IMG_0263“Brasses, Water, Patience & Technology” by John Byde

Some brasses are a challenge.

I can see there is something in there that needs coxing out.

An image forms in my head, usually a landscape or star scape.

The problem is perspective; there is nothing the eye can identify as one particular thing.

To bring out hidden depths I have to go to the limits of the camera.

I reduce the light so I can just see an image with the fastest I.S.O, film speed and the largest aperture.

At this point I can start to have some fun because any faint reflection or direct light will be picked up.

When a led reflects off the brass the angle is crucial. It has taken many hours to learn.

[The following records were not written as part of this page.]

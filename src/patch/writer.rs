//! Atomic file persistence.
//!
//! Patched images replace the target through a temporary file in the same
//! directory followed by a rename, so an interrupted process can never leave
//! a half-written binary behind.

use std::fs;
use std::io::Write;
use std::path::Path;

use tempfile::NamedTempFile;
use tracing::debug;

use crate::error::{Error, Result};

/// Replaces `path` with `contents` atomically.
///
/// The temporary file is created next to the target (renames across
/// filesystems are not atomic), synced to disk, given the original file's
/// permissions, and renamed over the target in one step.
pub fn persist_atomic(path: &Path, contents: &[u8]) -> Result<()> {
    let dir = path.parent().filter(|p| !p.as_os_str().is_empty());
    let mut tmp = NamedTempFile::new_in(dir.unwrap_or_else(|| Path::new(".")))
        .map_err(|e| Error::FileWrite {
            path: path.to_path_buf(),
            source: e,
        })?;

    tmp.write_all(contents).map_err(|e| Error::FileWrite {
        path: path.to_path_buf(),
        source: e,
    })?;
    tmp.as_file().sync_all().map_err(|e| Error::FileWrite {
        path: path.to_path_buf(),
        source: e,
    })?;

    // Keep the target's permission bits (executables must stay executable).
    if let Ok(metadata) = fs::metadata(path) {
        fs::set_permissions(tmp.path(), metadata.permissions()).map_err(|e| Error::FileWrite {
            path: path.to_path_buf(),
            source: e,
        })?;
    }

    debug!(target = %path.display(), bytes = contents.len(), "renaming patched file into place");
    tmp.persist(path).map_err(|e| Error::FileWrite {
        path: path.to_path_buf(),
        source: e.error,
    })?;

    Ok(())
}

#[cfg(test)]
mod tests {
    use super::*;

    #[test]
    fn test_persist_replaces_content() {
        let dir = tempfile::tempdir().unwrap();
        let target = dir.path().join("binary");
        fs::write(&target, b"old content").unwrap();

        persist_atomic(&target, b"new content").unwrap();
        assert_eq!(fs::read(&target).unwrap(), b"new content");
    }

    #[test]
    fn test_persist_creates_missing_target() {
        let dir = tempfile::tempdir().unwrap();
        let target = dir.path().join("fresh");
        persist_atomic(&target, b"payload").unwrap();
        assert_eq!(fs::read(&target).unwrap(), b"payload");
    }

    #[cfg(unix)]
    #[test]
    fn test_persist_preserves_permissions() {
        use std::os::unix::fs::PermissionsExt;

        let dir = tempfile::tempdir().unwrap();
        let target = dir.path().join("binary");
        fs::write(&target, b"old").unwrap();
        fs::set_permissions(&target, fs::Permissions::from_mode(0o755)).unwrap();

        persist_atomic(&target, b"new").unwrap();
        let mode = fs::metadata(&target).unwrap().permissions().mode();
        assert_eq!(mode & 0o777, 0o755);
    }

    #[test]
    fn test_no_stray_temp_files_after_success() {
        let dir = tempfile::tempdir().unwrap();
        let target = dir.path().join("binary");
        persist_atomic(&target, b"data").unwrap();
        let entries: Vec<_> = fs::read_dir(dir.path()).unwrap().collect();
        assert_eq!(entries.len(), 1);
    }
}
use shared::{SessionIdentity, UserType};
use std::sync::Arc;

use super::SessionManager;
use crate::auth::TokenStore;
use crate::channel::ConnectionHandle;
use crate::error::{SessionError, SessionResult};
use crate::profile::ProfileService;

/// Login / app-start / logout flow around a [`SessionManager`].
///
/// `stored token -> GET /profile -> identity -> initialize`
#[derive(Clone)]
pub struct SessionBootstrap {
    manager: SessionManager,
    tokens: Arc<dyn TokenStore>,
    profiles: Arc<dyn ProfileService>,
}

impl SessionBootstrap {
    pub fn new(
        manager: SessionManager,
        tokens: Arc<dyn TokenStore>,
        profiles: Arc<dyn ProfileService>,
    ) -> Self {
        Self {
            manager,
            tokens,
            profiles,
        }
    }

    pub fn manager(&self) -> &SessionManager {
        &self.manager
    }

    /// Resume the session from the stored token (app start).
    ///
    /// No token: `MissingToken`, nothing is started. A failed profile
    /// lookup clears the token so the next launch goes through login.
    pub async fn resume(&self, user_type: UserType) -> SessionResult<ConnectionHandle> {
        let token = self.tokens.get_token().ok_or_else(|| {
            tracing::info!(%user_type, "No stored token, login required");
            SessionError::MissingToken
        })?;

        let profile = match self.profiles.fetch_profile(&token).await {
            Ok(profile) => profile,
            Err(e) => {
                tracing::warn!(%user_type, error = %e, "Profile lookup failed, clearing stored token");
                if let Err(clear_err) = self.tokens.clear_token() {
                    tracing::error!(error = %clear_err, "Failed to clear stored token");
                }
                return Err(SessionError::Profile(e));
            }
        };

        self.manager
            .initialize(SessionIdentity::new(user_type, profile.id))
    }

    /// Persist a freshly issued token, then resume
    pub async fn login(&self, token: &str, user_type: UserType) -> SessionResult<ConnectionHandle> {
        self.tokens.set_token(token)?;
        self.resume(user_type).await
    }

    /// Tear the channel down, then forget the token
    pub fn logout(&self) -> SessionResult<()> {
        self.manager.teardown();
        self.tokens.clear_token()?;
        tracing::info!("Logged out");
        Ok(())
    }
}

impl std::fmt::Debug for SessionBootstrap {
    fn fmt(&self, f: &mut std::fmt::Formatter<'_>) -> std::fmt::Result {
        f.debug_struct("SessionBootstrap")
            .field("manager", &self.manager)
            .finish_non_exhaustive()
    }
}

Many brasses are lit from behind the camera so the camera casts a shadow on the brass.

I work round the shadow and sometimes it adds to the mystery, a dark spot.

For focus it is ideal to have the lens plainer to the object parallel in 2 axis of rotation up down and side to side.

This is easy to do with jigs or trolleys like a rail way.

It is needed because using 100mm Macro lens you cannot zoom using the lens you have to physically move the camera forward or backwards to get a close up at one to one.
I found that the light would flash brightest by tilting the object in the two plains mentioned above.

So now the light is illuminating the object but the piece is tilted relative to the lens.

The focal length of the camera is only a few millimetres so some part is out of focus, another variable to play with but it does get round the problem of the cameras shadow.
Having developed over 200 brass sheets in streams we are experts in noticing good contenders for WBA’s rogues’ gallery.

At these low light levels the camera will pick up the reflection of one led light off my hand. I hold my hand a few feet away from the brass and light my hand with the colour led I want. Meantime my other hand is holding the automatic shutter release and another light; I have even used clothes pegs to hang lights off the curtains to pull out details that briefly flash.
So this is extreme photography.

If direct light is used such as a flash the surface reflection is flat, no depth and it is the depth that adds the interest and where my imagination can go to work.
The journeys I have been on, to other worlds and cosmoses to pull out stellar clouds and nebula, or is it a cave, forest or a photo bomb of the water spirits?

The combinations of light water brasses a vivid imagination long patient work have made these images.

Thanks to Goethe and his theory of light.

I have spent about 3,000 hours on these. 10,000 hours is a master.